Saved data entries
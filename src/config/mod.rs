//! Configuration for the spdx-tools binaries.
//!
//! Settings come from an optional YAML file; command-line flags override
//! them.
//!
//! ```yaml
//! validation:
//!   enabled: true
//!   spdx_version: SPDX-2.3
//!   strict: true
//! output:
//!   validate_before_write: true
//! bump:
//!   warn_missing_conversions: true
//! ```
//!
//! The file is looked up as `.spdx-tools.yaml` (or `.yml`, with or without
//! the leading dot) in the current directory, `~/.config/spdx-tools/` and the
//! home directory.

pub mod file;
mod types;
mod validation;

pub use file::{discover_config_file, generate_example_config, load_config_file, load_or_default};
pub use types::{BumpConfig, OutputConfig, ToolConfig, ValidationConfig};
pub use validation::{ConfigError, Validatable};
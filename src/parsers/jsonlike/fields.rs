//! Typed access to one mapping of the intermediate tree.
//!
//! Every accessor logs into the element-local [`Logger`] instead of failing,
//! so a subtree parser can visit all of its fields and report every problem.
//! Values are read leniently: XML and YAML deliver booleans and numbers as
//! strings, and a list with a single entry may arrive as a bare value.

use crate::logger::Logger;
use crate::model::license::parse_license_field;
use crate::model::{Checksum, ChecksumAlgorithm, LicenseExpression, SpdxEnum, ThreeValued};
use serde_json::{Map, Value};
use std::fmt;

pub(super) struct Fields<'a> {
    map: Option<&'a Map<String, Value>>,
    pub logger: Logger,
}

impl<'a> Fields<'a> {
    pub fn new(value: &'a Value) -> Self {
        let mut logger = Logger::new();
        let map = value.as_object();
        if map.is_none() {
            logger.append(format!("Expected a mapping, but got: {}", describe(value)));
        }
        Self { map, logger }
    }

    /// The raw value; `null` counts as absent.
    pub fn get(&self, key: &str) -> Option<&'a Value> {
        self.map
            .and_then(|map| map.get(key))
            .filter(|value| !value.is_null())
    }

    pub fn has(&self, key: &str) -> bool {
        self.get(key).is_some()
    }

    pub fn str(&mut self, key: &str) -> Option<String> {
        let value = self.get(key)?;
        let text = scalar_text(value);
        if text.is_none() {
            self.logger.append(format!(
                "{key} must be a single value, but is: {}",
                describe(value)
            ));
        }
        text
    }

    pub fn required_str(&mut self, key: &str) -> Option<String> {
        if !self.has(key) {
            self.missing(key);
            return None;
        }
        self.str(key)
    }

    pub fn missing(&mut self, key: &str) {
        self.logger
            .append(format!("{key} is required, but was not provided"));
    }

    pub fn bool(&mut self, key: &str) -> Option<bool> {
        let value = self.get(key)?;
        match value {
            Value::Bool(b) => Some(*b),
            Value::String(s) if s.eq_ignore_ascii_case("true") => Some(true),
            Value::String(s) if s.eq_ignore_ascii_case("false") => Some(false),
            other => {
                self.logger.append(format!(
                    "{key} must be a boolean value, but is: {}",
                    describe(other)
                ));
                None
            }
        }
    }

    pub fn u64(&mut self, key: &str) -> Option<u64> {
        let value = self.get(key)?;
        let number = match value {
            Value::Number(n) => n.as_u64(),
            Value::String(s) => s.trim().parse().ok(),
            _ => None,
        };
        if number.is_none() {
            self.logger.append(format!(
                "{key} must be a non-negative integer, but is: {}",
                describe(value)
            ));
        }
        number
    }

    /// List entries; a bare value is a list of one.
    pub fn list(&self, key: &str) -> Vec<&'a Value> {
        match self.get(key) {
            Some(Value::Array(items)) => items.iter().filter(|v| !v.is_null()).collect(),
            Some(single) => vec![single],
            None => Vec::new(),
        }
    }

    pub fn str_list(&mut self, key: &str) -> Vec<String> {
        let mut out = Vec::new();
        for item in self.list(key) {
            match scalar_text(item) {
                Some(text) => out.push(text),
                None => self.logger.append(format!(
                    "{key} entries must be single values, but found: {}",
                    describe(item)
                )),
            }
        }
        out
    }

    /// Converts a string field, logging the conversion error.
    pub fn parse<T, E: fmt::Display>(
        &mut self,
        key: &str,
        convert: impl FnOnce(&str) -> Result<T, E>,
    ) -> Option<T> {
        let raw = self.str(key)?;
        self.check(key, convert(&raw))
    }

    pub fn check<T, E: fmt::Display>(&mut self, key: &str, result: Result<T, E>) -> Option<T> {
        match result {
            Ok(value) => Some(value),
            Err(err) => {
                self.logger
                    .append(format!("Error while parsing {key}: {err}"));
                None
            }
        }
    }

    pub fn three_valued(&mut self, key: &str) -> Option<ThreeValued<String>> {
        self.str(key).map(|raw| ThreeValued::parse_str(&raw))
    }

    pub fn enumeration<E: SpdxEnum>(&mut self, key: &str) -> Option<E> {
        self.parse(key, |raw| {
            E::parse_name(raw).ok_or_else(|| format!("Invalid value {raw}"))
        })
    }

    pub fn license(&mut self, key: &str) -> Option<ThreeValued<LicenseExpression>> {
        self.parse(key, parse_license_field)
    }

    pub fn license_list(&mut self, key: &str) -> Vec<ThreeValued<LicenseExpression>> {
        let raw = self.str_list(key);
        raw.iter()
            .filter_map(|item| self.check(key, parse_license_field(item)))
            .collect()
    }

    pub fn checksums(&mut self, key: &str) -> Vec<Checksum> {
        let mut out = Vec::new();
        for item in self.list(key) {
            match parse_checksum(item) {
                Ok(checksum) => out.push(checksum),
                Err(local) => self.logger.append_element("Checksum", local),
            }
        }
        out
    }

    /// Moves the local messages of a nested parser into this logger.
    pub fn nested(&mut self, class_name: &str, local: Logger) {
        self.logger.append_element(class_name, local);
    }

    /// Returns the element if nothing was logged, the messages otherwise.
    pub fn finish<T>(self, element: Option<T>) -> Result<T, Logger> {
        match element {
            Some(element) if !self.logger.has_messages() => Ok(element),
            _ => Err(self.logger),
        }
    }
}

pub(super) fn parse_checksum(value: &Value) -> Result<Checksum, Logger> {
    let mut fields = Fields::new(value);
    let algorithm = match fields.required_str("algorithm") {
        Some(raw) => fields.check("algorithm", raw.parse::<ChecksumAlgorithm>()),
        None => None,
    };
    let checksum_value = fields.required_str("checksumValue");
    let checksum = algorithm
        .zip(checksum_value)
        .map(|(algorithm, value)| Checksum::new(algorithm, value));
    fields.finish(checksum)
}

/// Text of a string, number or boolean.
fn scalar_text(value: &Value) -> Option<String> {
    match value {
        Value::String(s) => Some(s.clone()),
        Value::Number(n) => Some(n.to_string()),
        Value::Bool(b) => Some(b.to_string()),
        _ => None,
    }
}

fn describe(value: &Value) -> String {
    match value {
        Value::Array(_) => "a list".to_string(),
        Value::Object(_) => "a mapping".to_string(),
        other => other.to_string(),
    }
}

= ASSIGNED TASK =
Every line above carrying the word "finish" needs to be shown.

= ANSWER TO THIS PROBLEM =
    pub fn finish<T>(self, element: Option<T>) -> Result<T, Logger> {
    fields.finish(checksum)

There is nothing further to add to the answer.